In the 1900 census, George, age 82, was listed as the head of a household composed of his wife Patsy, 56, son Charlie, 21, and grand-nieces Josie and Mary Hampton, 19 and 7, respectively.
We also learn George was a farmer and owned his own home. Patsy took in washing and Charlie worked on the farm.
George died in February 1908. The unfortunate circumstances of his funeral were reported in the Winchester Democrat.
“Shocking accident. Saturday Jerry Taylor, the colored undertaker, was conveying the body of George Grigsby, an aged colored man from his home near the Boonesboro pike to the old stone church on Howards Lower creek for burial.
“While going down the road leading from that pike to Howards creek a short distance above the church one of the horses of the hearse team stumbled and the vehicle, team and driver were thrown over the precipice on the lower side of the road. The hearse was badly demolished, the box containing the coffin was smashed and the coffin damaged. Neither the driver nor team was seriously injured.”
If you have been down Old Stone Church Road, then you know where the way gets steep and the road edges the cliff. Try to imagine driving a wagon and team down before it was paved and without guardrails.
Jerry Taylor may have been Winchester’s first black undertaker. He was certainly the first to be listed in the city director (1911).
Taylor had a livery stable on Kerr Alley north of Broadway (now Hopkins Lane), a grocery store on East Hickman and residence on North Highland. He died in December 1913, and the local newspaper published his obituary — a rare exception for a black resident at that time.
“Jerry Taylor, a prominent colored citizen, undertaker and liveryman died in this city Tuesday night of a complication of diseases. He is survived by a wife [Belle] and three children, a daughter [Isabelle] who is a teacher in the city schools, and another [Willie] attending the State Normal at Frankfort, while his son [Rook] is associated with him in business.
“His funeral will be conducted by the Rev. Joseph Small at Clark’s Chapel M. E. Church of which he was an honored member.
“Taylor was among the oldest colored business men in the State and was also a member of the Colored State Undertakers Association for a number of years. He will be buried under the auspices of the Benevolent Odd Fellows and Good Samaritan Lodges.”
Our last story concerns the descendants of Joseph Murray Sr. whose families lived on Lower Howard’s Creek in the late 1800s. These included Wesley, Newton, Joseph Jr., William and Moses.
In 1881, Newton, Joseph Jr. and their brother-in-law, James Johnson, acquired a lot on the creek to establish a Methodist Episcopal church, which would be known as “Murray’s Chapel.” The church stood less than a half mile downstream from the Old Stone Church.
All the brothers were property owners on the creek, except Moses.
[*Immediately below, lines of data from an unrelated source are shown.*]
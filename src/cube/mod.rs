//! N-dimensional cube aggregation over a denormalized row-set.
//!
//! # Overview
//!
//! ```text
//! CubeSpec ──bind(JoinedSchema)──► Cube ──compute(rows)──► CubeResult
//!                                    │
//!                                    ├─ grouping::GroupingSet   2^N subsets
//!                                    ├─ engine                  one scan, all sets
//!                                    └─ order                   union + canonical sort
//! ```
//!
//! Binding resolves every attribute and measure name against the joined
//! schema, so configuration errors surface before any row is aggregated.

pub mod accumulator;
mod engine;
pub mod grouping;
pub mod order;

pub use accumulator::{Accumulator, AggregateFunction};
pub use grouping::{GroupKey, GroupingSet, KeySlot, MAX_GROUPING_ATTRIBUTES};

use serde::{Deserialize, Serialize};
use thiserror::Error;

use crate::join::{DenormalizedRow, DimensionLink, JoinError, JoinedSchema, LookupError, StarJoin};
use crate::model::{DataType, TypedTable, Value};

/// Input name accepted by `COUNT` to count rows.
pub const COUNT_STAR: &str = "*";

/// Configuration errors raised while binding a cube request.
#[derive(Debug, Error, Clone, PartialEq)]
pub enum CubeError {
    #[error("grouping attribute: {0}")]
    Attribute(#[source] LookupError),

    #[error("measure {measure}: {source}")]
    Measure {
        measure: String,
        #[source]
        source: LookupError,
    },

    #[error("{function} is not defined for {data_type} column '{column}'")]
    UnsupportedAggregate {
        function: AggregateFunction,
        column: String,
        data_type: DataType,
    },

    #[error("'*' is only valid as the input of count, not {0}")]
    StarInput(AggregateFunction),

    #[error("grouping attribute '{0}' is listed more than once")]
    DuplicateAttribute(String),

    #[error("measure label '{0}' is used more than once")]
    DuplicateMeasure(String),

    #[error("{count} grouping attributes requested, at most {max} are supported")]
    TooManyAttributes { count: usize, max: usize },
}

/// Errors from the one-shot [`compute_cube`].
#[derive(Debug, Error, Clone, PartialEq)]
pub enum ComputeError {
    #[error(transparent)]
    Join(#[from] JoinError),

    #[error(transparent)]
    Cube(#[from] CubeError),
}

// ============================================================================
// Request
// ============================================================================

/// One aggregate over one input column.
#[derive(Debug, Clone, PartialEq, Eq, Serialize, Deserialize)]
pub struct MeasureSpec {
    pub function: AggregateFunction,

    /// Input column, qualified or bare; `*` for `COUNT(*)`.
    #[serde(default = "count_star")]
    pub column: String,

    /// Output label; defaults to `<function>_<column>`.
    #[serde(default, skip_serializing_if = "Option::is_none")]
    pub alias: Option<String>,
}

fn count_star() -> String {
    COUNT_STAR.to_string()
}

impl MeasureSpec {
    pub fn new(function: AggregateFunction, column: impl Into<String>) -> Self {
        Self {
            function,
            column: column.into(),
            alias: None,
        }
    }

    pub fn sum(column: impl Into<String>) -> Self {
        Self::new(AggregateFunction::Sum, column)
    }

    pub fn count(column: impl Into<String>) -> Self {
        Self::new(AggregateFunction::Count, column)
    }

    pub fn count_rows() -> Self {
        Self::new(AggregateFunction::Count, COUNT_STAR)
    }

    pub fn avg(column: impl Into<String>) -> Self {
        Self::new(AggregateFunction::Avg, column)
    }

    pub fn min(column: impl Into<String>) -> Self {
        Self::new(AggregateFunction::Min, column)
    }

    pub fn max(column: impl Into<String>) -> Self {
        Self::new(AggregateFunction::Max, column)
    }

    pub fn with_alias(mut self, alias: impl Into<String>) -> Self {
        self.alias = Some(alias.into());
        self
    }

    pub fn is_count_star(&self) -> bool {
        self.column == COUNT_STAR
    }

    /// Output column label.
    pub fn label(&self) -> String {
        if let Some(alias) = &self.alias {
            return alias.clone();
        }
        if self.is_count_star() {
            return self.function.to_string();
        }
        format!("{}_{}", self.function, self.column.replace('.', "_"))
    }
}

/// Grouping attributes and measures of one cube.
#[derive(Debug, Clone, PartialEq, Eq, Default, Serialize, Deserialize)]
pub struct CubeSpec {
    #[serde(default)]
    pub group_by: Vec<String>,
    #[serde(default)]
    pub measures: Vec<MeasureSpec>,
}

impl CubeSpec {
    pub fn new() -> Self {
        Self::default()
    }

    pub fn group_by(mut self, attribute: impl Into<String>) -> Self {
        self.group_by.push(attribute.into());
        self
    }

    pub fn measure(mut self, measure: MeasureSpec) -> Self {
        self.measures.push(measure);
        self
    }
}

/// Engine tuning.
#[derive(Debug, Clone, Copy, PartialEq, Eq)]
pub struct CubeOptions {
    /// Fold row partitions on the rayon pool.
    pub parallel: bool,
    /// Rows per partition; inputs no larger than this are folded sequentially.
    pub partition_rows: usize,
}

impl Default for CubeOptions {
    fn default() -> Self {
        Self {
            parallel: true,
            partition_rows: 65_536,
        }
    }
}

impl CubeOptions {
    pub fn sequential() -> Self {
        Self {
            parallel: false,
            ..Self::default()
        }
    }

    /// Number of partitions `rows` input rows are folded in.
    pub fn partitions(&self, rows: usize) -> usize {
        if !self.parallel || self.partition_rows == 0 || rows <= self.partition_rows {
            1
        } else {
            rows.div_ceil(self.partition_rows)
        }
    }
}

// ============================================================================
// Bound cube
// ============================================================================

#[derive(Debug, Clone)]
pub(crate) struct BoundMeasure {
    pub(crate) input: Option<usize>,
    function: AggregateFunction,
    input_type: Option<DataType>,
    label: String,
}

/// A cube request resolved against a joined schema.
#[derive(Debug, Clone)]
pub struct Cube {
    attribute_names: Vec<String>,
    pub(crate) attributes: Vec<usize>,
    pub(crate) measures: Vec<BoundMeasure>,
    pub(crate) sets: Vec<GroupingSet>,
}

impl Cube {
    /// Resolve `spec` against `schema`, failing before any aggregation.
    pub fn bind(schema: &JoinedSchema, spec: &CubeSpec) -> Result<Cube, CubeError> {
        if spec.group_by.len() > MAX_GROUPING_ATTRIBUTES {
            return Err(CubeError::TooManyAttributes {
                count: spec.group_by.len(),
                max: MAX_GROUPING_ATTRIBUTES,
            });
        }

        let mut attributes = Vec::with_capacity(spec.group_by.len());
        for name in &spec.group_by {
            let index = schema.lookup(name).map_err(CubeError::Attribute)?;
            if attributes.contains(&index) {
                return Err(CubeError::DuplicateAttribute(name.clone()));
            }
            attributes.push(index);
        }

        let mut measures: Vec<BoundMeasure> = Vec::with_capacity(spec.measures.len());
        for measure in &spec.measures {
            let label = measure.label();
            if measures.iter().any(|m| m.label == label) {
                return Err(CubeError::DuplicateMeasure(label));
            }

            let (input, input_type) = if measure.is_count_star() {
                if measure.function != AggregateFunction::Count {
                    return Err(CubeError::StarInput(measure.function));
                }
                (None, None)
            } else {
                let index = schema
                    .lookup(&measure.column)
                    .map_err(|source| CubeError::Measure {
                        measure: label.clone(),
                        source,
                    })?;
                let column = schema.column(index);
                if !measure.function.accepts(column.data_type) {
                    return Err(CubeError::UnsupportedAggregate {
                        function: measure.function,
                        column: column.name.clone(),
                        data_type: column.data_type,
                    });
                }
                (Some(index), Some(column.data_type))
            };

            measures.push(BoundMeasure {
                input,
                function: measure.function,
                input_type,
                label,
            });
        }

        Ok(Cube {
            attribute_names: attributes
                .iter()
                .map(|i| schema.column(*i).name.clone())
                .collect(),
            sets: GroupingSet::enumerate(attributes.len()).collect(),
            attributes,
            measures,
        })
    }

    /// Qualified names of the grouping attributes, in request order.
    pub fn attribute_names(&self) -> &[String] {
        &self.attribute_names
    }

    pub fn measure_labels(&self) -> Vec<String> {
        self.measures.iter().map(|m| m.label.clone()).collect()
    }

    /// Result type of each measure.
    pub fn measure_types(&self) -> Vec<DataType> {
        self.measures
            .iter()
            .map(|m| m.function.output_type(m.input_type))
            .collect()
    }

    pub fn grouping_sets(&self) -> &[GroupingSet] {
        &self.sets
    }

    pub(crate) fn new_accumulators(&self) -> Vec<Accumulator> {
        self.measures
            .iter()
            .map(|m| Accumulator::new(m.function, m.input_type))
            .collect()
    }

    /// Aggregate `rows` for every grouping set and return them in canonical order.
    pub fn compute(&self, rows: &[DenormalizedRow], options: &CubeOptions) -> CubeResult {
        let state = engine::accumulate(self, rows, options);
        CubeResult {
            attributes: self.attribute_names.clone(),
            measures: self.measure_labels(),
            rows: order::union_sets(state.finish(&self.sets)),
        }
    }
}

// ============================================================================
// Result
// ============================================================================

/// One output row: a group key and one value per measure.
#[derive(Debug, Clone, PartialEq)]
pub struct CubeRow {
    pub key: GroupKey,
    pub set: GroupingSet,
    pub values: Vec<Value>,
}

impl CubeRow {
    /// SQL `GROUPING(a1, .., an)` for this row.
    pub fn grouping_id(&self) -> u32 {
        self.set.grouping_id(self.key.0.len())
    }
}

/// The ordered cube relation.
#[derive(Debug, Clone, PartialEq)]
pub struct CubeResult {
    pub attributes: Vec<String>,
    pub measures: Vec<String>,
    pub rows: Vec<CubeRow>,
}

impl CubeResult {
    pub fn num_rows(&self) -> usize {
        self.rows.len()
    }

    /// Row with exactly this key.
    pub fn find(&self, key: &[KeySlot]) -> Option<&CubeRow> {
        self.rows
            .binary_search_by(|row| row.key.0.as_slice().cmp(key))
            .ok()
            .map(|i| &self.rows[i])
    }

    pub fn measure_index(&self, label: &str) -> Option<usize> {
        self.measures.iter().position(|m| m == label)
    }

    /// Value of measure `label` for the row with `key`.
    pub fn value(&self, key: &[KeySlot], label: &str) -> Option<&Value> {
        let index = self.measure_index(label)?;
        self.find(key).map(|row| &row.values[index])
    }

    /// Rows of one grouping set, in canonical order.
    pub fn rows_in(&self, set: GroupingSet) -> impl Iterator<Item = &CubeRow> {
        self.rows.iter().filter(move |row| row.set == set)
    }

    /// The all-ALL row; always present.
    pub fn grand_total(&self) -> Option<&CubeRow> {
        self.find(&GroupKey::all(self.attributes.len()).0)
    }
}

/// Join `fact` to `dimensions` and compute the cube of `group_by` × `measures`.
///
/// Names are resolved before the join runs, so an unknown attribute or
/// measure fails without touching the data.
pub fn compute_cube(
    fact: &TypedTable,
    dimensions: &[(&TypedTable, DimensionLink)],
    group_by: &[&str],
    measures: &[MeasureSpec],
    options: &CubeOptions,
) -> Result<CubeResult, ComputeError> {
    let join = dimensions
        .iter()
        .fold(StarJoin::new(fact), |join, (table, link)| {
            join.with_dimension(table, link.clone())
        });
    let plan = join.plan()?;

    let spec = CubeSpec {
        group_by: group_by.iter().map(|s| s.to_string()).collect(),
        measures: measures.to_vec(),
    };
    let cube = Cube::bind(&plan.schema, &spec)?;

    let (table, _) = join.execute_plan(plan)?;
    Ok(cube.compute(&table.rows, options))
}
In the 1880 census, Moses, age 48, is shown living with his brother Newton and is listed as “insane.”
Apparently, his family was able to cope with his disability until 1895, when the newspaper reported that “Mose Murray, an old colored man who lives on Lower Howard’s Creek and who has been crazy nearly all his life, was sent to the asylum.” This was the Eastern Kentucky Asylum for the Insane in Lexington, later known as Eastern State Hospital. Moses was a patient there for seven years.
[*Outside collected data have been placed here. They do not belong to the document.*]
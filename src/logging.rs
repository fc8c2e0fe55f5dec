//! Console and log-file output.
//!
//! Events go to stderr and, when a log file is given, to that file as well
//! (without ANSI colors). `RUST_LOG` overrides the default level.

use std::fs::{self, File};
use std::path::{Path, PathBuf};
use std::sync::Mutex;

use thiserror::Error;
use tracing::level_filters::LevelFilter;
use tracing_subscriber::layer::SubscriberExt;
use tracing_subscriber::util::{SubscriberInitExt, TryInitError};
use tracing_subscriber::{fmt, EnvFilter};

#[derive(Debug, Error)]
pub enum LoggingError {
    #[error("failed to create log file {path}: {source}")]
    CreateLog {
        path: PathBuf,
        #[source]
        source: std::io::Error,
    },

    #[error("failed to install the log subscriber: {0}")]
    Init(#[from] TryInitError),
}

/// Install the global subscriber.
pub fn init_logging(log_file: Option<&Path>, default_level: LevelFilter) -> Result<(), LoggingError> {
    let filter = EnvFilter::builder()
        .with_default_directive(default_level.into())
        .from_env_lossy();

    let file_layer = log_file
        .map(|path| {
            let create_err = |source| LoggingError::CreateLog {
                path: path.to_path_buf(),
                source,
            };
            if let Some(parent) = path.parent().filter(|p| !p.as_os_str().is_empty()) {
                fs::create_dir_all(parent).map_err(create_err)?;
            }
            let file = File::create(path).map_err(create_err)?;
            Ok::<_, LoggingError>(
                fmt::layer()
                    .with_ansi(false)
                    .with_target(false)
                    .with_writer(Mutex::new(file)),
            )
        })
        .transpose()?;

    let stderr_layer = fmt::layer()
        .with_target(false)
        .with_writer(std::io::stderr);

    tracing_subscriber::registry()
        .with(filter)
        .with(stderr_layer)
        .with(file_layer)
        .try_init()?;
    Ok(())
}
He died in the summer of 1902 and was interred on the grounds of the hospital.
In 1984, the city of Lexington discovered the remains of patients buried in unmarked graves, which resulted in the re-burial of more than 4,000 bodies. Before the old hospital was demolished in 2013, Dr. David Pollack of the Kentucky Archaeological Survey oversaw the discovery and re-interment of additional remains on the property.
Some think there may have been as many as 7,000 burials on the grounds. Sadly, all but three lacked headstones.
Harry Enoch, retired biochemist and history enthusiast, has been writing for the Sun since 2005.